Jakakarta, Beritaatu.com – Dr. Dia menekankan pentingnya perlindungan dari penduduk sipil.
Read More : 3.243 Orang Tewas Akibat Serangan Israel ke Lebanon
“Kesedihan bagi para guru yang diadakan di Papua di Papua, sebagai akibat dari serangan pemerintah Yahooi, adalah tindakan yang merusak risiko manusia,” kata Puan pada hari Senin (24/2025).
Acara ini mencegah Puan, pelanggaran dan pengembangan hak asasi manusia di PAPU. Alasannya adalah bahwa guru dan staf medis bukanlah korban kekerasan, tetapi pahlawan manusia yang perlu dilindungi. Dia telah meningkatkan keamanan dalam konflik Papua, karena dia telah membuat konflik CCB beberapa kali untuk meningkatkan keamanan dalam konflik Papua dengan TNI / Papo dalam bentrokan dengan TNI / Papri.
“Saya berharap, serangan serupa tidak akan diulang. Saham akan mendorong pasukan pemerintah dan keamanan untuk meningkatkan keamanan dalam kontradiksi seperti Johnon,” katanya.
Menurut Puan, perlindungan konflik dan profesional kesehatan di daerah yang kontras adalah masalah yang serius. Harus dipastikan bahwa negara akan diadakan dalam keamanan strategis di bidang keamanan konflik, sebagaimana dapat diterima, termasuk sekolah dan Puccoka.
“Perlindungan guru, termasuk guru dan staf medis, harus maksimal dan prioritas. Orang -orang di Papua memiliki hak untuk hidup dengan aman tanpa takut serangan terhadap kelompok bersenjata,” katanya.

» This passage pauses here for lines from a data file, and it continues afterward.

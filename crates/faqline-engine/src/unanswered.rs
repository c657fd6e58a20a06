// SPDX-FileCopyrightText: 2026 Faqline Contributors
// SPDX-License-Identifier: MIT OR Apache-2.0

//! In-memory log of queries the knowledge base could not answer.
//!
//! Every unmatched query is recorded verbatim, duplicates included; the log
//! is the raw material for curating new FAQ entries, so collapsing repeats
//! would hide how often a gap is actually hit.

use tracing::debug;

/// Append-only list of unanswered queries, in submission order.
#[derive(Debug, Default)]
pub struct UnansweredLog {
    queries: Vec<String>,
}

impl UnansweredLog {
    pub fn new() -> Self {
        Self::default()
    }

    /// Records a query that produced the fallback answer.
    pub fn record(&mut self, query: &str) {
        debug!(query, "unanswered query recorded");
        self.queries.push(query.to_string());
    }

    /// All recorded queries, oldest first.
    pub fn all(&self) -> &[String] {
        &self.queries
    }
}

Selain itu, Puan, mendorong layanan pendidikan dan perawatan kesehatan untuk melanjutkan penembakan. Dia juga percaya dia harus mempertimbangkan pendekatan holistik untuk mengurangi konflik.
“Pendekatan yang menyatukan peluang keamanan dan publik dan program pengembangan kapasitas publik harus memperkuat akar konflik,” kata Puan.

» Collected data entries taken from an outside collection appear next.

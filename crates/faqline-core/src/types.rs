// SPDX-FileCopyrightText: 2026 Faqline Contributors
// SPDX-License-Identifier: MIT OR Apache-2.0

//! Common types shared between the engine and the presentation layer.

use chrono::{DateTime, Utc};
use serde::{Deserialize, Serialize};
use strum::{Display, EnumString};

/// Unique identifier for a message within one conversation.
///
/// Ids are assigned by the conversation store and are strictly increasing in
/// creation order, so "most recent message" is well-defined without scanning.
#[derive(
    Debug, Clone, Copy, PartialEq, Eq, PartialOrd, Ord, Hash, Serialize, Deserialize,
)]
pub struct MessageId(pub u64);

impl std::fmt::Display for MessageId {
    fn fmt(&self, f: &mut std::fmt::Formatter<'_>) -> std::fmt::Result {
        write!(f, "{}", self.0)
    }
}

/// Who authored a message.
#[derive(
    Debug, Clone, Copy, PartialEq, Eq, Hash, Display, EnumString, Serialize, Deserialize,
)]
#[strum(serialize_all = "snake_case")]
#[serde(rename_all = "snake_case")]
pub enum Sender {
    User,
    Bot,
}

/// A user's judgment of a bot answer.
///
/// A message starts with no feedback; once recorded, the value is terminal.
#[derive(
    Debug, Clone, Copy, PartialEq, Eq, Hash, Display, EnumString, Serialize, Deserialize,
)]
#[strum(serialize_all = "snake_case")]
#[serde(rename_all = "snake_case")]
pub enum Feedback {
    Helpful,
    NotHelpful,
}

/// One entry in the conversation log.
///
/// Created once by the conversation store; `feedback` is the only field ever
/// mutated after creation, and only from `None` to a terminal value.
#[derive(Debug, Clone, Serialize, Deserialize)]
pub struct Message {
    pub id: MessageId,
    pub text: String,
    pub sender: Sender,
    pub created_at: DateTime<Utc>,
    /// Whether this bot message was a genuine knowledge-base match rather
    /// than the fallback. `None` for user messages.
    #[serde(default, skip_serializing_if = "Option::is_none")]
    pub is_answered: Option<bool>,
    /// Recorded user feedback, if any. Only bot messages can receive it.
    #[serde(default, skip_serializing_if = "Option::is_none")]
    pub feedback: Option<Feedback>,
}

#[cfg(test)]
mod tests {
    use super::*;
    use std::str::FromStr;

    #[test]
    fn message_ids_order_by_value() {
        assert!(MessageId(1) < MessageId(2));
        assert_eq!(MessageId(5).to_string(), "5");
    }

    #[test]
    fn sender_round_trips_through_strings() {
        for sender in [Sender::User, Sender::Bot] {
            let s = sender.to_string();
            assert_eq!(Sender::from_str(&s).unwrap(), sender);
        }
        assert_eq!(Sender::Bot.to_string(), "bot");
    }

    #[test]
    fn feedback_serializes_snake_case() {
        let json = serde_json::to_string(&Feedback::NotHelpful).unwrap();
        assert_eq!(json, "\"not_helpful\"");
        let parsed: Feedback = serde_json::from_str(&json).unwrap();
        assert_eq!(parsed, Feedback::NotHelpful);
    }

    #[test]
    fn message_omits_absent_optional_fields() {
        let msg = Message {
            id: MessageId(1),
            text: "hello".into(),
            sender: Sender::User,
            created_at: Utc::now(),
            is_answered: None,
            feedback: None,
        };
        let json = serde_json::to_string(&msg).unwrap();
        assert!(!json.contains("is_answered"));
        assert!(!json.contains("feedback"));
    }
}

Puan memiliki bantuan psikologis kepada keluarga para korban yang selamat dan meninggal. Dia juga mengundang semua pihak untuk mendukung perdamaian dan pengembangan Papua.
Read More : BPIP: Kedaulatan Negara Bisa Tercapai Apabila Mampu Kelola Sumber Daya
“Kami berharap acara ini memperkuat kesetiaan kami dalam menciptakan Papu yang aman, damai, dan makmur,” pinjaman Puan.
Diketahui bahwa CCB menyerang guru dan staf medis di bidang Santark, Yahuki, Reggen, Jumat (21/21/2025). Insiden itu menyebabkan seorang guru meninggal di sekolah dasar setempat untuk Rossi (29).
Sebagai hasil dari CCB, tujuh guru dan petugas kesehatan adalah cedera serius dan ringan. Dalam insiden ini, insiden itu menyenangkan rumah -rumah dan sekolah di CCB County Umpore.
Tentara Pembebasan Nasional Papua Barat bertanggung jawab atas serangan terhadap guru dan staf medis di wilayah TPNPB (TPNPB-OOPM).
Selain itu, dampak serangan KCB, 46 guru dan profesional kesehatan, yayava dan pendaftaran dievakuasi ke bupati (22/2025).